Teresa lo oyó todo, y fue cosa admirable que hubiese soportado, con el genio dominante que la caracterizaba, y sólo pudiera interpretarse su moderación, por no dar motivos a una pelea terrible, para la cual ella tenía sus antecedentes, por ciertos celillos, fundados o infundados, por un tal maestro Germán, excelente oficial de cantería, que le decía sus lisonjas y bailaba con ella en todos los bailecitos; y no podía interpretarse tanta abnegación y tolerancia sino en favor de Pascuala y las otras dos de la orden, que se habían salido sin licencia de sus campamentos respectivos, y un combate general les habría sido muy perjudicial en aquellos momentos. Así fue que Teresa, haciendo de la paciencia una virtud, que ella no conocía sino cuando no podía más, les hizo seña a sus compañeras del toque de retirada, pero no sin decirles algo a la despedida; así fue que a pretexto de entenderse únicamente con sus compañeras, salió diciendo:

-¡Quién les hace caso, y más a estas horas!

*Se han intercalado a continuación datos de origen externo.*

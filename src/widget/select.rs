use crossterm::event::{KeyCode, KeyEvent};
use serde_json::Value;

use crate::validation::ErrorDescriptor;

use super::helpers::{cycle_index, value_to_string};
use super::{Widget, WidgetBase, WidgetContext, WidgetEvent};

/// Single choice from `options.choices` (strings, or objects with `value`
/// and optional `label`). Nothing selected is empty.
#[derive(Debug)]
pub struct SelectWidget {
    base: WidgetBase,
    choices: Vec<Choice>,
}

#[derive(Debug, Clone)]
struct Choice {
    value: Value,
    label: String,
}

impl SelectWidget {
    pub fn new(context: &WidgetContext) -> Self {
        let choices = context
            .schema
            .options
            .get("choices")
            .and_then(Value::as_array)
            .map(|items| items.iter().filter_map(parse_choice).collect())
            .unwrap_or_default();
        Self {
            base: WidgetBase::new(context),
            choices,
        }
    }

    pub fn choices(&self) -> Vec<String> {
        self.choices.iter().map(|choice| choice.label.clone()).collect()
    }

    fn selected_index(&self) -> Option<usize> {
        let current = self.base.value();
        self.choices.iter().position(|choice| choice.value == current)
    }
}

fn parse_choice(item: &Value) -> Option<Choice> {
    match item {
        Value::Object(map) => {
            let value = map.get("value")?.clone();
            let label = map
                .get("label")
                .and_then(Value::as_str)
                .map(str::to_string)
                .unwrap_or_else(|| value_to_string(&value));
            Some(Choice { value, label })
        }
        Value::Null => None,
        other => Some(Choice {
            value: other.clone(),
            label: value_to_string(other),
        }),
    }
}

impl Widget for SelectWidget {
    fn kind(&self) -> &'static str {
        "select"
    }

    fn validate(&self) -> Option<ErrorDescriptor> {
        self.base.run_validators()
    }

    fn is_empty_value(&self) -> bool {
        self.selected_index().is_none()
    }

    fn value(&self) -> Value {
        self.base.value()
    }

    fn display_value(&self) -> String {
        self.selected_index()
            .and_then(|index| self.choices.get(index))
            .map(|choice| choice.label.clone())
            .unwrap_or_default()
    }

    fn set_readonly(&mut self, readonly: bool) {
        self.base.set_readonly(readonly);
    }

    fn set_enabled(&mut self, enabled: bool) {
        self.base.set_enabled(enabled);
    }

    fn set_hidden(&mut self, hidden: bool) {
        self.base.set_hidden(hidden);
    }

    fn readonly(&self) -> bool {
        self.base.readonly()
    }

    fn enabled(&self) -> bool {
        self.base.enabled()
    }

    fn hidden(&self) -> bool {
        self.base.hidden()
    }

    fn render(&mut self) {
        self.base.render();
    }

    fn destroy(&mut self) {
        self.base.destroy();
    }

    fn is_rendered(&self) -> bool {
        self.base.is_rendered()
    }

    fn is_destroyed(&self) -> bool {
        self.base.is_destroyed()
    }

    fn handle_key(&mut self, key: &KeyEvent) -> bool {
        if !self.base.editable() || self.choices.is_empty() {
            return false;
        }
        let delta = match key.code {
            KeyCode::Up | KeyCode::Left => -1,
            KeyCode::Down | KeyCode::Right => 1,
            _ => return false,
        };
        let next = match self.selected_index() {
            Some(index) => cycle_index(index, self.choices.len(), delta),
            None if delta > 0 => 0,
            None => self.choices.len() - 1,
        };
        let value = self.choices[next].value.clone();
        self.base.commit(value, false);
        true
    }

    fn drain_events(&mut self) -> Vec<WidgetEvent> {
        self.base.drain_events()
    }
}
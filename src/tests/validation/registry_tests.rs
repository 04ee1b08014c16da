use std::sync::Arc;

use regex::Regex;
use serde_json::{Value, json};

use crate::validation::{
    self, ErrorDescriptor, RegistryError, ValidatorConfig, ValidatorRegistry, ValidatorSpec,
};

fn config(value: Value) -> ValidatorSpec {
    ValidatorSpec::from_value(&value)
}

#[test]
fn every_shape_resolves_to_the_same_contract() {
    let registry = ValidatorRegistry::with_builtins();
    let specs = [
        ValidatorSpec::from("required"),
        ValidatorSpec::from(Regex::new("^[a-z]+$").unwrap()),
        ValidatorSpec::function(|value, _all, key| {
            (value == &json!("bad")).then(|| ErrorDescriptor::new("custom", format!("{key} is bad")))
        }),
        config(json!({"type": "length", "max": 3})),
    ];
    for spec in &specs {
        let check = registry.resolve(spec).unwrap();
        assert!(check(&json!("abc"), &json!({"name": "abc"}), "name").is_none());
    }
}

#[test]
fn length_config_from_the_scenario() {
    let check = ValidatorRegistry::with_builtins()
        .resolve(&config(json!({"type": "length", "min": 3})))
        .unwrap();
    assert!(check(&json!("ab"), &json!({}), "name").is_some());
    assert!(check(&json!("abc"), &json!({}), "name").is_none());
}

#[test]
fn pattern_resolves_through_regexp_builtin() {
    let check = ValidatorRegistry::with_builtins()
        .resolve(&Regex::new(r"^\d{3}$").unwrap().into())
        .unwrap();
    let err = check(&json!("12a"), &json!({}), "code").expect("no match");
    assert_eq!(err.kind, "regexp");
    assert!(check(&json!("123"), &json!({}), "code").is_none());
}

#[test]
fn pattern_wins_even_without_a_registered_name() {
    let mut registry = ValidatorRegistry::new();
    registry
        .register("regexp", |_config: Option<&ValidatorConfig>| {
            Ok(Arc::new(|_value: &Value, _all: &Value, _key: &str| {
                Some(ErrorDescriptor::new("regexp", "always"))
            }) as crate::validation::ValidatorFn)
        })
        .unwrap();
    let check = registry
        .resolve(&Regex::new("x").unwrap().into())
        .unwrap();
    assert!(check(&json!("x"), &json!({}), "k").is_some());
}

#[test]
fn function_bypasses_the_registry() {
    let empty = ValidatorRegistry::new();
    let spec = ValidatorSpec::function(|_value, all, key| {
        (all[key] != json!("ok")).then(|| ErrorDescriptor::new("custom", "not ok"))
    });
    let check = empty.resolve(&spec).unwrap();
    assert!(check(&json!(null), &json!({"f": "ok"}), "f").is_none());
    assert!(check(&json!(null), &json!({"f": "no"}), "f").is_some());
}

#[test]
fn unknown_names_fail_for_strings_and_configs() {
    let registry = ValidatorRegistry::with_builtins();
    assert_eq!(
        registry.resolve(&"nope".into()).err(),
        Some(RegistryError::UnknownValidator {
            name: "nope".to_string()
        })
    );
    assert_eq!(
        registry.resolve(&config(json!({"type": "nope"}))).err(),
        Some(RegistryError::UnknownValidator {
            name: "nope".to_string()
        })
    );
}

#[test]
fn typeless_or_unsupported_specs_are_invalid() {
    let registry = ValidatorRegistry::with_builtins();
    for value in [json!({"min": 3}), json!({"type": 7}), json!(42), json!(null), json!([1])] {
        assert!(
            matches!(
                registry.resolve(&config(value.clone())),
                Err(RegistryError::InvalidValidatorSpec { .. })
            ),
            "{value} should be rejected"
        );
    }
}

#[test]
fn resolve_all_stops_at_first_misconfiguration() {
    let registry = ValidatorRegistry::with_builtins();
    let specs = vec![
        ValidatorSpec::from("required"),
        config(json!({"type": "length", "min": 4, "max": 2})),
        ValidatorSpec::from("missing"),
    ];
    assert!(matches!(
        registry.resolve_all(&specs),
        Err(RegistryError::InvalidConfig { .. })
    ));
}

#[test]
fn custom_factories_receive_their_configuration() {
    let mut registry = ValidatorRegistry::with_builtins();
    registry
        .register("oneOf", |config: Option<&ValidatorConfig>| {
            let allowed: Vec<Value> = config
                .and_then(|config| config.get("values"))
                .and_then(Value::as_array)
                .cloned()
                .unwrap_or_default();
            Ok(Arc::new(move |value: &Value, _all: &Value, _key: &str| {
                (!allowed.contains(value)).then(|| ErrorDescriptor::new("oneOf", "not allowed"))
            }) as crate::validation::ValidatorFn)
        })
        .unwrap();
    assert!(registry.contains("oneOf"));
    let check = registry
        .resolve(&config(json!({"type": "oneOf", "values": ["a", "b"]})))
        .unwrap();
    assert!(check(&json!("a"), &json!({}), "k").is_none());
    assert!(check(&json!("c"), &json!({}), "k").is_some());
}

#[test]
fn frozen_registry_rejects_registration() {
    let mut registry = ValidatorRegistry::with_builtins();
    registry.freeze();
    assert!(registry.is_frozen());
    let err = registry
        .register("late", |_config: Option<&ValidatorConfig>| {
            Err(RegistryError::invalid_config("late", "unused"))
        })
        .unwrap_err();
    assert_eq!(
        err,
        RegistryError::Frozen {
            name: "late".to_string()
        }
    );
    assert!(!registry.contains("late"));
}

#[test]
fn builtin_names_are_all_registered() {
    let registry = ValidatorRegistry::with_builtins();
    for name in [
        "required", "length", "password", "phone", "systemName", "email", "code", "regexp",
        "login", "http", "https", "telegram", "mailto", "git", "ssh", "ftp", "ftps", "jsonSchema",
    ] {
        assert!(registry.contains(name), "missing builtin {name}");
    }
}

#[test]
fn global_registry_registration_is_visible_to_later_snapshots() {
    let before = validation::global();
    validation::register("globalProbe", |_config: Option<&ValidatorConfig>| {
        Ok(Arc::new(|_value: &Value, _all: &Value, _key: &str| None) as crate::validation::ValidatorFn)
    })
    .unwrap();
    assert!(!before.contains("globalProbe"));
    assert!(validation::global().contains("globalProbe"));
    assert!(validation::resolve(&"globalProbe".into()).is_ok());
}
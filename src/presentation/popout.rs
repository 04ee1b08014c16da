use ratatui::{
    Frame,
    layout::Rect,
    style::{Color, Modifier, Style},
    text::{Line, Span},
    widgets::{Block, Borders, Clear, Paragraph},
};
use textwrap::wrap;
use unicode_width::UnicodeWidthStr;

use crate::overlay::{OverlayRequest, PanelContent};

use super::layout::anchored_rect;

const MAX_WIDTH: u16 = 48;

pub fn popout_title(request: &OverlayRequest) -> &'static str {
    match request.panel {
        PanelContent::Tooltip(_) => "Help",
        PanelContent::Errors(_) => "Errors",
    }
}

/// Panel body: the tooltip text, or one bullet per error.
pub fn popout_lines(request: &OverlayRequest, max_width: u16) -> Vec<Line<'static>> {
    let width = max_width.max(8) as usize;
    match &request.panel {
        PanelContent::Tooltip(tooltip) => wrap(tooltip.text(), width)
            .into_iter()
            .map(|line| Line::from(line.into_owned()))
            .collect(),
        PanelContent::Errors(errors) => {
            let messages = errors.messages();
            if messages.is_empty() {
                return vec![Line::from(Span::styled(
                    "No errors",
                    Style::default().fg(Color::DarkGray),
                ))];
            }
            let style = Style::default().fg(Color::Red);
            let mut lines = Vec::new();
            for message in messages {
                for (index, segment) in wrap(&message, width.saturating_sub(2).max(4))
                    .into_iter()
                    .enumerate()
                {
                    let bullet = if index == 0 { "• " } else { "  " };
                    lines.push(Line::from(vec![
                        Span::styled(bullet, style.add_modifier(Modifier::BOLD)),
                        Span::styled(segment.into_owned(), style),
                    ]));
                }
            }
            lines
        }
    }
}

/// Draw the panel of `request` next to `trigger`, kept within `bounds`.
pub fn render_popout(frame: &mut Frame<'_>, bounds: Rect, trigger: Rect, request: &OverlayRequest) -> Rect {
    let text_width = MAX_WIDTH.min(bounds.width).saturating_sub(4);
    let lines = popout_lines(request, text_width);
    let content_width = lines
        .iter()
        .map(|line| {
            line.spans
                .iter()
                .map(|span| UnicodeWidthStr::width(span.content.as_ref()))
                .sum::<usize>()
        })
        .max()
        .unwrap_or(0) as u16;
    let title = popout_title(request);
    let width = content_width.max(title.len() as u16).saturating_add(4);
    let height = (lines.len() as u16).saturating_add(2);
    let area = anchored_rect(bounds, trigger, request.flow, width, height);

    frame.render_widget(Clear, area);
    let border = match request.panel {
        PanelContent::Tooltip(_) => Style::default().fg(Color::Blue),
        PanelContent::Errors(_) => Style::default().fg(Color::Red),
    };
    let panel = Paragraph::new(lines).block(
        Block::default()
            .title(title)
            .borders(Borders::ALL)
            .border_style(border),
    );
    frame.render_widget(panel, area);
    area
}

-¡Que zumbe la Teresa a lavar los platos de las bogotanas! dijo una de las chircaleñas.

-¡Y las otras a limpiar niños, que será todo su oficio! agregó la segunda, quedando victoriosa, como lo quedaron las otras dos.

Dicen los autores, que ejecutar una retirada a tiempo y con todo el orden debido, es un rasgo de la ciencia militar, que tiene más mérito que atacar con ímpetu las trincheras del enemigo. Teresa sacó con bien a sus compañeras, y redobló en su interior sus planes de venganza, los cuales, con los rechazos y la resistencia de las alfareras, dieron margen a muchos de los acontecimientos entre las señoras, y de consiguiente los materiales para varios de los capítulos de esta historia de los aguinaldos en Chapinero.

Esa noche no hubo entre familias federadas sino mucha conversación y mucho humo de tabaco, pues los corredores y las salas amanecieron plagados de la ceniza y los tizones, como queda una rosa en tierra caliente después de la quema. ¡Gracias a Ambalema, que da los combustibles para tanto incendio! y también ¡gracias a la libertad de alfombras y de consideraciones!